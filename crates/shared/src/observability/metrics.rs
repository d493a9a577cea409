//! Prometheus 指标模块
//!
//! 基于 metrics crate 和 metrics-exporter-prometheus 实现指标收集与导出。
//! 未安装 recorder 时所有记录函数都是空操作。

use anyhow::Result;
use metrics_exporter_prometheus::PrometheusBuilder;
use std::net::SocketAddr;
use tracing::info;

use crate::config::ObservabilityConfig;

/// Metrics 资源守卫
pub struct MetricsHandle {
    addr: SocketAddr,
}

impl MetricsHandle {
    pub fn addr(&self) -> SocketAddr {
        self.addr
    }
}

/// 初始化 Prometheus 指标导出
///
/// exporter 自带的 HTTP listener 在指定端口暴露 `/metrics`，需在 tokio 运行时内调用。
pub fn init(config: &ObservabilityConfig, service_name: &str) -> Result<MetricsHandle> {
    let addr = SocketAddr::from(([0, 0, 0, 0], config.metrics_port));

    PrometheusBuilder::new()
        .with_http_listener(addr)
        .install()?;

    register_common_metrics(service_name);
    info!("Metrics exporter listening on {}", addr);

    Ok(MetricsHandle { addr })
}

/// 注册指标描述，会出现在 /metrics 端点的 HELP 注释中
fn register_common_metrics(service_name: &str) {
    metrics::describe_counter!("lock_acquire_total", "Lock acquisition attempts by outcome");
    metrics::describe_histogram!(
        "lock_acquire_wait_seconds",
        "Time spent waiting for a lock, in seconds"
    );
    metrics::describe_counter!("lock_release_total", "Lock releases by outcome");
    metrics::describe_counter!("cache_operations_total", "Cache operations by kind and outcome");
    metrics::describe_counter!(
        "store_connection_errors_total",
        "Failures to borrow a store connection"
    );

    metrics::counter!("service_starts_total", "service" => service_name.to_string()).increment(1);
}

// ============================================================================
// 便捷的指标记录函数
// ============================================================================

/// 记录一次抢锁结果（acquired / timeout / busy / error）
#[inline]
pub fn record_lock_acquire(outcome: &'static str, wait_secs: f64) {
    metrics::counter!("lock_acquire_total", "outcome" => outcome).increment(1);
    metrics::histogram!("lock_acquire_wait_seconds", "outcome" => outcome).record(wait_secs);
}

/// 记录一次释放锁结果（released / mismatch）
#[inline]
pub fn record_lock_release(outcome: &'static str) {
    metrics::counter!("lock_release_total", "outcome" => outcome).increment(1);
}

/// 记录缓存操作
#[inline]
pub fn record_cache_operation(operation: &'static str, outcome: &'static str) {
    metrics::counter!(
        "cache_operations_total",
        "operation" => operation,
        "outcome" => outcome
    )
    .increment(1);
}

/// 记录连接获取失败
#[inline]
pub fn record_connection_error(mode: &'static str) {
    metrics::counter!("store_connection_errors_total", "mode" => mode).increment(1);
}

* * *

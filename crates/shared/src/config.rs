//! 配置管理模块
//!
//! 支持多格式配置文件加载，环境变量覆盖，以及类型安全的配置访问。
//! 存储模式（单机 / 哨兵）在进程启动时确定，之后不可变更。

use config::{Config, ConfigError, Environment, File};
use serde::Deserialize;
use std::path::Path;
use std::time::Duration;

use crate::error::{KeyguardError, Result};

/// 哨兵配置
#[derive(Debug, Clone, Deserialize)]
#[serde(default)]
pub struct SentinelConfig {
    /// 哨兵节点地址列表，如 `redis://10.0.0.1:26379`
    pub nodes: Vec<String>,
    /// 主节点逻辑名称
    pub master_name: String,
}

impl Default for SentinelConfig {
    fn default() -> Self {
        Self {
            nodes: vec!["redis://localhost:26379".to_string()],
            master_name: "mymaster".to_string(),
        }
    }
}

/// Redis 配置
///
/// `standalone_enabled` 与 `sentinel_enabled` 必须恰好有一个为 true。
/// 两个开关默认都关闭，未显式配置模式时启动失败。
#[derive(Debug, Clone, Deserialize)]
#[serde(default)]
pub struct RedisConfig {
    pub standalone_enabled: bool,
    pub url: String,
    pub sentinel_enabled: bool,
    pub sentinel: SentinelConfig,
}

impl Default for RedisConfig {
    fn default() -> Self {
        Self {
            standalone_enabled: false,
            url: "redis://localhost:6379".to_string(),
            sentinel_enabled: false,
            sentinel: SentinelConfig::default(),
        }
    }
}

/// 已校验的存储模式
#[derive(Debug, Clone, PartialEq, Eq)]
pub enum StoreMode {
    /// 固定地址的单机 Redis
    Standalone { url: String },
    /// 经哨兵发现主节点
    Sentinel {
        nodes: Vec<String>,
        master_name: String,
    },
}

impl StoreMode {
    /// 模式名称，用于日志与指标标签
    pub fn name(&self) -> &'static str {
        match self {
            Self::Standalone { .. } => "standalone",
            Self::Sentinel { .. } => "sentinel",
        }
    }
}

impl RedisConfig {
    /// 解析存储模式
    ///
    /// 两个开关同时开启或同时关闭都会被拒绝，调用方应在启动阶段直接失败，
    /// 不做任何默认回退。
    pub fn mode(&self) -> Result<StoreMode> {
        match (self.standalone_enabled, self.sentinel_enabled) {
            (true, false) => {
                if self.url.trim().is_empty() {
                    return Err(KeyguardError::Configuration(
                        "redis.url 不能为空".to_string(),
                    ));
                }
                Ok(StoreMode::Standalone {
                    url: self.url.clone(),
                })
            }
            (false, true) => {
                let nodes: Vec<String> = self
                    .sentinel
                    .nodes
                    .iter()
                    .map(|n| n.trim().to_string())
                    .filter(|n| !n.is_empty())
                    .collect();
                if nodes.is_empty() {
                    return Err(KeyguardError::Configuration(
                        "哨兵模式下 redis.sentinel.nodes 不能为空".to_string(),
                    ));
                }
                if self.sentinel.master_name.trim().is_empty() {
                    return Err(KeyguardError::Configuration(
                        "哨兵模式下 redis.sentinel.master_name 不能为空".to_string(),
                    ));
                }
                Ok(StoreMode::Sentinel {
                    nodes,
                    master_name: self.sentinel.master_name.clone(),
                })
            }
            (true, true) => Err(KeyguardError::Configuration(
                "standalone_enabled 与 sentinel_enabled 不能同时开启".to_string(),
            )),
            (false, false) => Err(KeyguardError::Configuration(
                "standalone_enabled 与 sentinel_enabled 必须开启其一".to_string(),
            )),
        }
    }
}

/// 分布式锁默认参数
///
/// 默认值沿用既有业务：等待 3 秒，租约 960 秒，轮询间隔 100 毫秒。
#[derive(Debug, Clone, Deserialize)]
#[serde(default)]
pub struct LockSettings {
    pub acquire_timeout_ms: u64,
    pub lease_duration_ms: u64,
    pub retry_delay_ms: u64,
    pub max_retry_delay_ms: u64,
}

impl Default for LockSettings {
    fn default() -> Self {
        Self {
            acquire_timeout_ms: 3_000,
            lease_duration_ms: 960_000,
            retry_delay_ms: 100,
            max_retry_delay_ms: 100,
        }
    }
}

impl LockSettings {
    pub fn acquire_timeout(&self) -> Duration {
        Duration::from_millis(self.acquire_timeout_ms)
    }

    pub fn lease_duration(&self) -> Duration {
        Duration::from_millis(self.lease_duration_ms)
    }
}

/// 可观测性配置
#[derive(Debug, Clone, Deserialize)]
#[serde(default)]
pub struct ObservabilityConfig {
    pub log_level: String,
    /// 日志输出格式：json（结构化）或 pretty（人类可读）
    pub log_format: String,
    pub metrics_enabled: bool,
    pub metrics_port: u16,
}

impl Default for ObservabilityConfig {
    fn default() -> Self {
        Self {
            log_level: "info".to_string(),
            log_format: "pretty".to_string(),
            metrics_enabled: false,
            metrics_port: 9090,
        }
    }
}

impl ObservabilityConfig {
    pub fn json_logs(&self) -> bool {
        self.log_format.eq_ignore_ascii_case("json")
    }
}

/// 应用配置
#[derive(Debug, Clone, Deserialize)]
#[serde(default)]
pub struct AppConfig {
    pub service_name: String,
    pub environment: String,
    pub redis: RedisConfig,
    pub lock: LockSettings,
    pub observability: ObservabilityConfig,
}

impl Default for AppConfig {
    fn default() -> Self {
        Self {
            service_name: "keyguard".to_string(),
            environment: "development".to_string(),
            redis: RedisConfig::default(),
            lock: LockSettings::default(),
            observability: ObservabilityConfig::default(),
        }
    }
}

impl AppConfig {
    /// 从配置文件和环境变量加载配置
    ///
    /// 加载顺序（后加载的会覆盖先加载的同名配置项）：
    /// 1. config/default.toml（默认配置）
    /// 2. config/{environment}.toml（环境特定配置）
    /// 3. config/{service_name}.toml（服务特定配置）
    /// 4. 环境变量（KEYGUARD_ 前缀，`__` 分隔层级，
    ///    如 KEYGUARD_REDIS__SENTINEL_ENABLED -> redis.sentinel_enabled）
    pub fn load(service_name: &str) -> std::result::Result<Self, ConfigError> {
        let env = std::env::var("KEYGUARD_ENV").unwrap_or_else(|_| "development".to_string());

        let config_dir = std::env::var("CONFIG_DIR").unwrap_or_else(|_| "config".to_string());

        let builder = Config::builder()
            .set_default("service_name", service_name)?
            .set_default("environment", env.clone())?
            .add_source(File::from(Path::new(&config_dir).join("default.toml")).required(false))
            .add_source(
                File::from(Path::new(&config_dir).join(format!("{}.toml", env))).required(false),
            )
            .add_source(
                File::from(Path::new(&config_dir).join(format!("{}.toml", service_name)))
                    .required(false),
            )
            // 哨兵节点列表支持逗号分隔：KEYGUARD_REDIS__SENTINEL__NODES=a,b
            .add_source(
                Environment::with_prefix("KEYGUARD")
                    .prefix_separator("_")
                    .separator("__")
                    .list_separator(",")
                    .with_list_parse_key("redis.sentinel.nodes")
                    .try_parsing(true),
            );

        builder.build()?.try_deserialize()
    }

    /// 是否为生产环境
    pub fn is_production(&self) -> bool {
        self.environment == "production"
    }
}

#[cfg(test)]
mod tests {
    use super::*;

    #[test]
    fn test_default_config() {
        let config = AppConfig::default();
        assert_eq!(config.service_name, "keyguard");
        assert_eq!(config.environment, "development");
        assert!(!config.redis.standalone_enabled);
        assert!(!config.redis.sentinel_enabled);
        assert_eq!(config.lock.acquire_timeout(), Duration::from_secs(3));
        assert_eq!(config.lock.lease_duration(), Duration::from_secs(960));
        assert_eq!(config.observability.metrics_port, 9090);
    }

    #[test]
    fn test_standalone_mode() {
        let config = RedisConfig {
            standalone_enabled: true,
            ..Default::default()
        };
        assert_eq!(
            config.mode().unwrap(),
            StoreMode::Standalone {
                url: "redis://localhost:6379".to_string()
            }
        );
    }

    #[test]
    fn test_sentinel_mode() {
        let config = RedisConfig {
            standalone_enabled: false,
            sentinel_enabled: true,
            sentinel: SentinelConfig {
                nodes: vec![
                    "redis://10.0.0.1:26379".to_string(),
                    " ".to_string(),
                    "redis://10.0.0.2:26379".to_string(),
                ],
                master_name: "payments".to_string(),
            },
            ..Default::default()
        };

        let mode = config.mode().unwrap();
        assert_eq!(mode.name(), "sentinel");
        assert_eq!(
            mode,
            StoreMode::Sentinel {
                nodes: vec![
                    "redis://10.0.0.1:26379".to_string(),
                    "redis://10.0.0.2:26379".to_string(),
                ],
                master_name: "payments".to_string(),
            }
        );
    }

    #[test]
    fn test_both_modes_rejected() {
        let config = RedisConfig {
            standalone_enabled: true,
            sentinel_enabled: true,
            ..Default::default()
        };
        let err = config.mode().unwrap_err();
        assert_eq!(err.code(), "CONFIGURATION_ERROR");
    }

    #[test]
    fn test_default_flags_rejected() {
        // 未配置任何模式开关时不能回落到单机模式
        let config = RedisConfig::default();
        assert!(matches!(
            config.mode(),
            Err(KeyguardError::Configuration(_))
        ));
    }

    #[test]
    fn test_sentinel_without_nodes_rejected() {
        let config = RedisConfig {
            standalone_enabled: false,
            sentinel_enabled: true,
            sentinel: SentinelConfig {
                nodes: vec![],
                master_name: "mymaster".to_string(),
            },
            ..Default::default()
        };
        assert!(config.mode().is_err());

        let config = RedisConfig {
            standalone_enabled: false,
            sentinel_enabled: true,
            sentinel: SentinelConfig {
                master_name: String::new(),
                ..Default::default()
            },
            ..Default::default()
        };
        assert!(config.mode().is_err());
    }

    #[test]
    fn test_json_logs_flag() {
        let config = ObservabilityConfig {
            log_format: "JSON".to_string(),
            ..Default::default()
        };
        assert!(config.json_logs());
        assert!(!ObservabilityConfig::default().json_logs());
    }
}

WORK INSTRUCTION: Note which lines carry the word "PrometheusBuilder" in the material, then copy each of them.

RESULT OF THIS EXERCISE:
use metrics_exporter_prometheus::PrometheusBuilder;
    PrometheusBuilder::new()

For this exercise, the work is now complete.